Wednesday, October 20, 2010

Distractions


I ate my lunch on the train. On my way home for dinner. There's words to write tucked in the pocket of my bag. Work trickling over into life. Breaks postponed till the rush of tasks are left as I bolt out the door to the station. Daylight saving is the saviour bringing me to sit at the table I would have missed, were it winter.

I realise the thought space, the energy directed into work. True, it's into people who (often) desperately need it. True, I love the task and have found a place that fits all my unusualnesses (mostly). I could sink all my self there, and draw great reward, enough to fill my outstretched arms. Enough to fill my ears, to drain my heart, to meet my need to be useful.

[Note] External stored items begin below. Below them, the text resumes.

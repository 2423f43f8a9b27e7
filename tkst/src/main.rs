//! tkst - Command-line driver for the TokenScript interpreter.
//!
//! `tkst resolve` batch-resolves a token document (flat or DTCG) and
//! prints per-token results as JSON; `tkst eval` evaluates a single
//! expression. Extension specs (colors, units, functions) register from
//! JSON files before anything runs.

mod commands;
mod error;

use std::path::PathBuf;

use clap::{Parser, Subcommand};
use tracing_subscriber::{fmt, prelude::*, EnvFilter};

use commands::{run_eval, run_resolve, SpecFiles};
use error::{Result, TkstError};

/// Tkst - resolve design-token documents written in TokenScript.
#[derive(Parser, Debug)]
#[command(name = "tkst")]
#[command(version = env!("CARGO_PKG_VERSION"))]
#[command(about = "TokenScript resolver and evaluator", long_about = None)]
#[command(propagate_version = true)]
struct Cli {
    /// Enable verbose output
    #[arg(short, long, global = true, env = "TKST_VERBOSE")]
    verbose: bool,

    #[command(subcommand)]
    command: Commands,
}

/// Available subcommands.
#[derive(Subcommand, Debug)]
enum Commands {
    /// Resolve every token in a document
    ///
    /// Accepts a flat `name → expression` JSON object or a nested DTCG
    /// document with `$value` leaves.
    Resolve(ResolveCommand),

    /// Evaluate a single expression
    Eval(EvalCommand),
}

#[derive(Parser, Debug)]
struct ResolveCommand {
    /// Token document to resolve
    input: PathBuf,

    /// Color spec file: {"uri": "...", "spec": {...}} (repeatable)
    #[arg(long = "color-spec")]
    color_specs: Vec<PathBuf>,

    /// Unit spec file (repeatable)
    #[arg(long = "unit-spec")]
    unit_specs: Vec<PathBuf>,

    /// Function spec file (repeatable)
    #[arg(long = "function-spec")]
    function_specs: Vec<PathBuf>,

    /// Pretty-print the JSON report
    #[arg(short, long)]
    pretty: bool,
}

#[derive(Parser, Debug)]
struct EvalCommand {
    /// The expression to evaluate
    expression: String,

    /// Reference binding name=value (repeatable); values parse as JSON
    /// and fall back to plain strings
    #[arg(short = 'r', long = "ref")]
    references: Vec<String>,

    /// Color spec file: {"uri": "...", "spec": {...}} (repeatable)
    #[arg(long = "color-spec")]
    color_specs: Vec<PathBuf>,

    /// Unit spec file (repeatable)
    #[arg(long = "unit-spec")]
    unit_specs: Vec<PathBuf>,

    /// Function spec file (repeatable)
    #[arg(long = "function-spec")]
    function_specs: Vec<PathBuf>,
}

fn main() -> Result<()> {
    let cli = Cli::parse();
    init_logging(cli.verbose)?;

    match cli.command {
        Commands::Resolve(args) => {
            let specs = SpecFiles {
                colors: args.color_specs,
                units: args.unit_specs,
                functions: args.function_specs,
            };
            run_resolve(&args.input, &specs, args.pretty)
        }
        Commands::Eval(args) => {
            let specs = SpecFiles {
                colors: args.color_specs,
                units: args.unit_specs,
                functions: args.function_specs,
            };
            run_eval(&args.expression, &args.references, &specs)
        }
    }
}

/// Initialize the logging system.
fn init_logging(verbose: bool) -> Result<()> {
    let filter = if verbose {
        EnvFilter::new("debug")
    } else {
        EnvFilter::try_from_default_env().unwrap_or_else(|_| EnvFilter::new("warn"))
    };

    let layer = fmt::layer().with_writer(std::io::stderr).with_target(false);

    tracing_subscriber::registry()
        .with(filter)
        .with(layer)
        .try_init()
        .map_err(|e| TkstError::Config(format!("Failed to initialize logging: {e}")))?;

    Ok(())
}

#[cfg(test)]
mod tests {
    use super::*;

    #[test]
    fn test_cli_parse_resolve() {
        let cli = Cli::parse_from(["tkst", "resolve", "tokens.json"]);
        assert!(matches!(cli.command, Commands::Resolve(_)));
    }

    #[test]
    fn test_cli_parse_resolve_with_specs() {
        let cli = Cli::parse_from([
            "tkst",
            "resolve",
            "tokens.json",
            "--color-spec",
            "rgb.json",
            "--color-spec",
            "hsl.json",
            "--unit-spec",
            "gu.json",
            "--pretty",
        ]);
        if let Commands::Resolve(args) = cli.command {
            assert_eq!(args.color_specs.len(), 2);
            assert_eq!(args.unit_specs.len(), 1);
            assert!(args.pretty);
        } else {
            panic!("expected resolve command");
        }
    }

    #[test]
    fn test_cli_parse_eval_with_refs() {
        let cli = Cli::parse_from([
            "tkst",
            "eval",
            "{base} * 2px",
            "--ref",
            "base=16",
            "-r",
            "scale=1.5",
        ]);
        if let Commands::Eval(args) = cli.command {
            assert_eq!(args.expression, "{base} * 2px");
            assert_eq!(args.references.len(), 2);
        } else {
            panic!("expected eval command");
        }
    }

    #[test]
    fn test_cli_parse_global_verbose() {
        let cli = Cli::parse_from(["tkst", "--verbose", "eval", "1"]);
        assert!(cli.verbose);
    }
}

I am troubled by knowing where these energies are drawn from. Every story of illness or brokenness that fills my ears, is replacing a whispered child's story of their day. It's a picture book I haven't read, with a writhing body on my lap. It's a plate of vegemite sandwiches I didn't make and serve with crescent apple slices. It's the time spent lying sundrenched on a trampoline side-by-side with a four years old.

Time is only spent once. Choices must be made, and bills must be paid (may this never be my guiding reason or excuse). And teamwork in our marriage means we both spend time at home and both spend time at work.

I'm not saying work outside home and parenting can't go together. There is not textbook template for family, beyond love, grace, wisdom and following God's words and ways.

But I regret that my mind is divided. That, at times, my imagination, my attention and my concern is not with my family. I know that this distraction takes from them. And I realise, that if there was no work, there would be something else to draw me from them. We are so distractible, drawn to passing fashions and things that make us feel good. I am fickle in my attention, lacking perserverence. And busy-ness or pressure in one sphere weighs on me in the other.

The discipline I need is to focus on the person I am with - my child, my patient, my workmate, my husband, my neighbour - and listen to how I can serve them, now. To put aside the distraction of ruminating on elsewhere and attend to what I can do, here.

1 comment:

Susan R said...

This is a beautiful, honest piece kathy. Thank you.